When the spring semester starts, I’ll be using Perusall for the first time, in my comparative politics course. I decided to finally experiment with it for three reasons. First, my previous attempts at getting students to engage in collaborative notetaking have mostly failed. Second, as I mention in that linked post, a couple of my colleagues have raved about Perusall’s ability to turn reading into a social learning process. Third, resiliency is as important as ever when it comes to course design. Given the pandemic and associated mitigation protocols, there is the chance that some or all of my students will be absent from the physical classroom at random points during the semester. Perusall allows students to engage with course content and each other asynchronously online.
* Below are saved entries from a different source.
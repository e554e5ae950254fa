//! Roost Cell - codec for a bounded cell-tree ledger
//!
//! Persistent state and messages on the ledger are binary trees of cells: a
//! fixed bit buffer (up to 1023 bits) plus up to 4 ordered child references.
//! This crate provides:
//! - `Cell`, `CellBuilder`, `CellSlice` - bit/byte packing primitives
//! - Snake encoding for byte strings longer than one cell
//! - Chunk dictionaries as the alternate long-content representation
//! - Generic keyed dictionaries packed into cell chains
//! - CRC-32 opcode derivation and deterministic cell hashing

mod builder;
mod cell;
pub mod dict;
mod error;
pub mod hash;
mod opcode;
pub mod snake;
mod slice;

pub use builder::CellBuilder;
pub use cell::{Cell, MAX_BITS, MAX_REFS};
pub use dict::{parse_dict, serialize_dict, DictValue};
pub use error::{CellError, Result};
pub use hash::cell_hash;
pub use opcode::request_opcode;
pub use slice::CellSlice;
pub use snake::{
    decode_content, decode_content_entry, decode_snake, encode_content, encode_snake,
    MAX_SNAKE_DEPTH, SNAKE_CHUNK_BYTES, TAG_OFFCHAIN, TAG_ONCHAIN,
};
I found it easy to set up Perusall by following these basic instructions (on my campus, Perusall has been administratively connected to all Canvas course shells, so there is no need for individual faculty members to install the LTI app). This brief explanatory video was also helpful. Perusall’s user interface is very intuitive. I set up the course’s article library and associated Canvas assignments in only a few minutes. Here is the end result from the Perusall side:

Notice how the layout is exactly what is shown in the video. It is also the same as what students will see.

Perusall uses an algorithm to machine grade student interaction with each document in the course library, and the algorithm’s output can be synced back to the Canvas gradebook. This means readings can become auto-graded Canvas assignments. Details on this and more are in the instructions I linked to above.

I will report on how well all of this has worked once the semester is underway.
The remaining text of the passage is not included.